Martyna Wojciechowska nigdy nie obnosiła się specjalnie ze swoimi związkami. Wiadomo, że była w jednym poważnym, z nurkiem Jerzym Błaszczykiem, ojcem jej córki Marysi. Chociaż ich związek nie przetrwał, pozostali w przyjaźni, wymieniając się opieką nad dzieckiem. Niestety, w lutym zeszłego roku Błaszczyk zmarł na raka w wieku zaledwie 46 lat. Wojciechowska bardzo przeżyła jego śmierć, nie wspominając już nawet o Marysi, której od tamtej pory podróżniczka stara się zastąpić tatę. Na to nałożyły się poważne problemy zdrowotne Wojciechowskiej, która tuż po tym, gdy zaleczyła tropikalnego wirusa, złamała sobie bark, a ponieważ nie stosowała się do zaleceń lekarzy, obciążenia nie wytrzymały tytanowe śruby: Martyna Wojciechowska przeszła ciężką operację! "Przeciążyłam bark. Tytanowe śruby nie wytrzymały!"
Nigdy nie myślałam, że się nie podniosę, wiedziałam jednak, że tym razem potrzebuję czasu - wyznaje podróżniczka w rozmowie z Fleszem. Przede wszystkim dla Marysi, którą po stracie taty bardzo chciałam chronić emocjonalnie. Starałam się i nadal się staram, być uważną mamą. Jak już coś robię z córką, to z zaangażowaniem, a nie po łebkach. Jak jestem, to jestem. Codziennie staram się przestrzegać pewnych zasad: nie odbieram telefonów, gdy jesteśmy razem, mamy wtedy czas na rozmowę. Wieczorem czytamy, przytulamy się i planujemy kolejne wspólne wyprawy.
Niedawno pojawiły się plotki o nowym mężczyźnie w życiu Martyny. Ona sama, jak zwykle, nie chce o tym mówić.
Powiem wymijająco: nie jestem samotna.

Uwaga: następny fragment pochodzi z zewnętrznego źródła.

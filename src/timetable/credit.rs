//! Fixed-size course-count sampling.
//!
//! Reduces each canonical candidate to every unordered `k`-subset of its
//! lectures. Subsets are de-duplicated across all candidates: the same
//! course-section set reached from two candidates is emitted once.
//! Candidates with fewer than `k` lectures contribute nothing.

use std::collections::{BTreeSet, HashSet};

use crate::models::WeeklyCandidate;

/// Calls `f` with every `k`-combination of `0..n` in lexicographic order.
///
/// `k == 0` yields the single empty combination; `k > n` yields none.
pub fn for_each_combination<F>(n: usize, k: usize, mut f: F)
where
    F: FnMut(&[usize]) -> bool,
{
    if k > n {
        return;
    }
    let mut idx: Vec<usize> = (0..k).collect();
    loop {
        if !f(&idx) {
            return;
        }
        // Rightmost position that can still advance.
        let mut i = k;
        loop {
            if i == 0 {
                return;
            }
            i -= 1;
            if idx[i] != i + n - k {
                break;
            }
            if i == 0 {
                return;
            }
        }
        idx[i] += 1;
        for j in i + 1..k {
            idx[j] = idx[j - 1] + 1;
        }
    }
}

/// Expands candidates into their `k`-course subsets.
///
/// With `k = None` the candidates pass through unchanged. Enumeration
/// stops once `cap` subsets have been collected.
pub fn sample_course_subsets(
    candidates: Vec<WeeklyCandidate>,
    k: Option<usize>,
    cap: Option<usize>,
) -> Vec<WeeklyCandidate> {
    let Some(k) = k else {
        return candidates;
    };

    let limit = cap.unwrap_or(usize::MAX);
    let (subsets, truncated) = collect_subsets(&candidates, k, limit);
    if truncated {
        tracing::warn!(cap = limit, "course-count sampling truncated by max_candidates");
    }

    tracing::debug!(
        k,
        candidates = candidates.len(),
        subsets = subsets.len(),
        "course subsets sampled"
    );
    subsets
}

/// Collects distinct `k`-subsets up to `limit`. The flag is set only when a
/// new subset had to be dropped; duplicates past the limit do not count.
fn collect_subsets(
    candidates: &[WeeklyCandidate],
    k: usize,
    limit: usize,
) -> (Vec<WeeklyCandidate>, bool) {
    let mut seen: HashSet<BTreeSet<String>> = HashSet::new();
    let mut subsets = Vec::new();
    let mut truncated = false;

    for candidate in candidates {
        let lectures = &candidate.lectures;
        for_each_combination(lectures.len(), k, |picked| {
            let chosen: Vec<String> = picked.iter().map(|&i| lectures[i].clone()).collect();
            let key: BTreeSet<String> = chosen.iter().cloned().collect();
            if seen.contains(&key) {
                return true;
            }
            if subsets.len() >= limit {
                truncated = true;
                return false;
            }
            seen.insert(key);
            subsets.push(WeeklyCandidate::from_lectures(chosen));
            true
        });
        if truncated {
            break;
        }
    }
    (subsets, truncated)
}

Przeczytałam niedawno w mediach, że szukam miłości. Otóż nie szukam i nie mam poczucia, że mi czegoś brakuje - zapewnia podróżniczka. Spotkałam się niedawno z koleżanką, miłą, wykształconą osobą, która na mój widok wykrzyknęła: "Świetnie wyglądasz! Jakiś facet?". Spytałam ją, czy jej zdaniem kobieta może wyglądać dobrze tylko, jeśli ma partnera. Nie w tym rzecz, a jednak my, kobiety, same sobie to robimy. Męczy, a nawet już denerwuje mnie taka teza, że jak kobieta nie ma męża, to znaczy, że czegoś jej brakuje, albo coś z nią nie w porządku.
Przypomnijmy, że gorącą zwolenniczką takich poglądów jest Małgorzata Terlikowska. Jej zdaniem, kobieta może osiągnąć szczęście tylko w rodzinie, zaś jeśli nie ma męża, staje się brzydka i nieatrakcyjna: Terlikowska: "Potrzebę macierzyństwa CZĘSTO TŁUMIĄ ruchy feministyczne. Kobieta daje życie i to ją dowartościowuje"
Na razie jednak nie zapowiada się, by Martyna skorzystała z przepisu na urodę stosowanego przez Terlikowską.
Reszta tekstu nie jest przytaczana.